TADEUSZ ROSZEK

1. Personal details (name, surname, rank, age, occupation and marital status):

Senior Rifleman Tadeusz Roszek, 26 years old, post-office worker, unmarried.

2. Date and circumstances of arrest:

On 17 September 1939, in the territory of the Border Protection Corps company “Bielczaki”, and again on 17 December while crossing the Romanian border in the vicinity of Horodenka.

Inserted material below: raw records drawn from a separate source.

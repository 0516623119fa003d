// 该文件是 Paopao （泡泡） 项目的一部分。
// src/input.rs - 张量文件输入
//
// 本文件根据 Apache 许可证第 2.0 版（以下简称“许可证”）授权使用；
// 除非遵守该许可证条款，否则您不得使用本文件。
// 您可通过以下网址获取许可证副本：
// http://www.apache.org/licenses/LICENSE-2.0
// 除非适用法律要求或书面同意，根据本许可协议分发的软件均按“原样”提供，
// 不附带任何形式的明示或暗示的保证或条件。
// 有关许可权限与限制的具体条款，请参阅本许可协议。
//
// Copyright (C) 2026 Johann Li <me@qinka.pro>, Wareless Group

use thiserror::Error;
use tracing::{debug, error, info};
use url::Url;

use crate::{
  FromUrl, FromUrlWithScheme,
  tensor::{PrototypeMaskTensor, RawDetectionTensor, TensorError},
};

#[derive(Error, Debug)]
pub enum TensorFileInputError {
  #[error("URI 方案不匹配: {0}")]
  SchemeMismatch(String),
  #[error("缺少 shape 查询参数")]
  MissingShape,
  #[error("shape 参数无效: {0}")]
  InvalidShape(String),
  #[error("路径解码错误: {0}")]
  PathDecode(#[from] std::string::FromUtf8Error),
  #[error("I/O 错误: {0}")]
  IoError(#[from] std::io::Error),
  #[error("文件长度 {0} 不是 4 字节的整数倍")]
  TruncatedData(usize),
  #[error("张量错误: {0}")]
  Tensor(#[from] TensorError),
}

/// 以小端 f32 保存的原始张量文件
///
/// URL 形如 `tensor:///path/to/output0.bin?shape=1,37,8400`。
#[derive(Debug, Clone)]
pub struct TensorFileInput {
  shape: Vec<usize>,
  data: Vec<f32>,
}

impl FromUrlWithScheme for TensorFileInput {
  const SCHEME: &'static str = "tensor";
}

fn parse_shape(value: &str) -> Result<Vec<usize>, TensorFileInputError> {
  value
    .split(',')
    .map(|dim| {
      dim
        .trim()
        .parse::<usize>()
        .map_err(|e| TensorFileInputError::InvalidShape(format!("{}: {}", value, e)))
    })
    .collect()
}

impl FromUrl for TensorFileInput {
  type Error = TensorFileInputError;

  fn from_url(url: &Url) -> Result<Self, Self::Error> {
    if url.scheme() != Self::SCHEME {
      error!(
        "URI 方案不匹配: 期望 '{}', 实际 '{}'",
        Self::SCHEME,
        url.scheme()
      );
      return Err(TensorFileInputError::SchemeMismatch(url.scheme().to_string()));
    }

    let shape = url
      .query_pairs()
      .find(|(k, _)| k == "shape")
      .map(|(_, v)| parse_shape(&v))
      .ok_or(TensorFileInputError::MissingShape)??;

    let path = urlencoding::decode(url.path())?;
    info!("读取张量文件: {}", path);
    let bytes = std::fs::read(path.as_ref())?;
    let data = decode_f32_le(&bytes)?;
    debug!("张量形状 {:?}, {} 个元素", shape, data.len());

    Ok(TensorFileInput { shape, data })
  }
}

/// 小端字节序列 -> f32
pub fn decode_f32_le(bytes: &[u8]) -> Result<Vec<f32>, TensorFileInputError> {
  if bytes.len() % 4 != 0 {
    return Err(TensorFileInputError::TruncatedData(bytes.len()));
  }
  Ok(
    bytes
      .chunks_exact(4)
      .map(|b| f32::from_le_bytes([b[0], b[1], b[2], b[3]]))
      .collect(),
  )
}

impl TensorFileInput {
  pub fn shape(&self) -> &[usize] {
    &self.shape
  }

  pub fn into_detection(self) -> Result<RawDetectionTensor, TensorError> {
    RawDetectionTensor::from_shape_vec(&self.shape, self.data)
  }

  pub fn into_prototypes(self) -> Result<PrototypeMaskTensor, TensorError> {
    PrototypeMaskTensor::from_shape_vec(&self.shape, self.data)
  }
}

/// 一次推理的全部输出，以及原图尺寸
#[derive(Debug, Clone)]
pub struct InferenceOutput {
  pub raw: RawDetectionTensor,
  pub protos: Option<PrototypeMaskTensor>,
  pub image_width: u32,
  pub image_height: u32,
}

impl InferenceOutput {
  pub fn load(
    detections: &Url,
    protos: Option<&Url>,
    image_width: u32,
    image_height: u32,
  ) -> Result<Self, TensorFileInputError> {
    let raw = TensorFileInput::from_url(detections)?.into_detection()?;
    let protos = match protos {
      Some(url) => Some(TensorFileInput::from_url(url)?.into_prototypes()?),
      None => None,
    };

    Ok(InferenceOutput {
      raw,
      protos,
      image_width,
      image_height,
    })
  }
}

#[cfg(test)]
mod tests {
  use super::*;
  use std::path::PathBuf;

  fn write_tensor(name: &str, values: &[f32]) -> PathBuf {
    let path = std::env::temp_dir().join(format!("paopao-{}-{}.bin", std::process::id(), name));
    let bytes: Vec<u8> = values.iter().flat_map(|v| v.to_le_bytes()).collect();
    std::fs::write(&path, bytes).unwrap();
    path
  }

  fn tensor_url(path: &std::path::Path, shape: &str) -> Url {
    Url::parse(&format!("tensor://{}?shape={}", path.display(), shape)).unwrap()
  }

  #[test]
  fn loads_detection_tensor_from_url() {
    let values: Vec<f32> = (0..10).map(|v| v as f32 * 0.5).collect();
    let path = write_tensor("detection", &values);

    let input = TensorFileInput::from_url(&tensor_url(&path, "1,5,2")).unwrap();
    assert_eq!(input.shape(), &[1, 5, 2]);
    let raw = input.into_detection().unwrap();
    assert_eq!(raw.num_boxes(), 2);
    assert_eq!(raw.feature_at(RawDetectionTensor::CONFIDENCE, 1), 4.5);

    std::fs::remove_file(path).ok();
  }

  #[test]
  fn inference_output_without_prototypes() {
    let path = write_tensor("inference", &[0.0; 37 * 3]);
    let output = InferenceOutput::load(&tensor_url(&path, "1,37,3"), None, 1000, 2000).unwrap();
    assert!(output.protos.is_none());
    assert_eq!(output.raw.num_mask_coeffs(), 32);
    std::fs::remove_file(path).ok();
  }

  #[test]
  fn rejects_other_schemes_and_missing_shape() {
    let url = Url::parse("file:///tmp/x.bin?shape=1,5,1").unwrap();
    assert!(matches!(
      TensorFileInput::from_url(&url),
      Err(TensorFileInputError::SchemeMismatch(_))
    ));

    let url = Url::parse("tensor:///tmp/x.bin").unwrap();
    assert!(matches!(
      TensorFileInput::from_url(&url),
      Err(TensorFileInputError::MissingShape)
    ));

    let url = Url::parse("tensor:///tmp/x.bin?shape=1,a,3").unwrap();
    assert!(matches!(
      TensorFileInput::from_url(&url),
      Err(TensorFileInputError::InvalidShape(_))
    ));
  }

  #[test]
  fn rejects_truncated_bytes() {
    assert!(matches!(
      decode_f32_le(&[0, 0, 128]),
      Err(TensorFileInputError::TruncatedData(3))
    ));
    assert_eq!(decode_f32_le(&1.5f32.to_le_bytes()).unwrap(), vec![1.5]);
  }
}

3. Name of the camp, prison, place of forced labor:

The prisoner of war camp in Starobilsk, in a former monastery. [I was held] in the area of the camp and in all the buildings of the monastery. After I was arrested on the Romanian border: jails in Czortków, Tarnopol, Lwów – in the Brygidki [a prison in the building of a former Bridgettine nunnery] – Dnipropetrovsk, and Starobilsk, then in the labor camp of Ivdel, Gorconovka (Sverdlovsk Oblast).

4. Description of the camp, prison, etc. (grounds, buildings, living conditions, hygiene):

The prisons were terribly overcrowded, we slept on the floor, there were lice (in Brygidki and Dnipropetrovsk only). In the camp we were living in barracks. We were sleeping on bunk beds without straw mattresses or covers

5. Composition of prisoners, captives, deportees (nationality, types of crime, intellectual and moral level, mutual relations, etc.):

In the prisons there were mainly Poles as political prisoners, also the local Ukrainians and Ukrainians from Hungary and Romania. In the camp, mainly Russians as political and common criminals. Relations with the Poles were very good, they were mostly of the intelligentsia.

6. Life in the camp, prison, etc. (the course of an average day, work conditions, quotas, remuneration, food, clothing, social and cultural life, etc.):

We got up at 4 a.m., then toilet, breakfast, lunch, and after lunch we were let out to the toilet. Every few days we had a 10-minute walk.

In the labor camp we got up at 4 a.m., then breakfast, at 5.20 a.m. there was the razvod [a kind of roll-call, preparation for marching out] and off to work to the forest. We came back from work after sunset, then lunch and dinner, that is, a half-liter of soup and three spoons of groats. Our work was to cut out trees and, during spring, floating them on rafts. It was impossible for the Poles to meet the quotas and generally they got penal portions of food, that is, 400 grams of bread and half a liter of “soup” two times a day. The lack of shoes was bothersome, we were going to work with feet wrapped in rags, we didn’t have underwear or warm clothes. Social life existed only among the Poles. In the prison we had many talks and discussions. In the camp, cultural life was totally neglected because there were no conditions to do anything of that sort.

7. The NKVD authorities’ attitude towards the Poles (interrogation methods, torture, punishments, communist propaganda, information about Poland, etc.):

The NKVD interrogations were frequent, always during the night. During the interrogation I was beaten in the face several times and once I was hit with a chair. I was punished with a punishment cell two times.

8. Medical care, hospitals, mortality (give the names of the dead):

In the prison in Dnipropetrovsk the mortality was very high (especially due to tuberculosis), I can’t remember the names of the deceased.

9. What kind of contact, if any, was there with your family and country?

I didn’t have any contact with my family, because my letters didn’t reach the country.

10. When you were released and how did you get to the army?

I was released on 1 September 1941 due to the amnesty. It was difficult to get to the Polish Army. I was going in a transport that was headed to the south, and then to Nukus, from there I went to Chazhov and then to Guzar.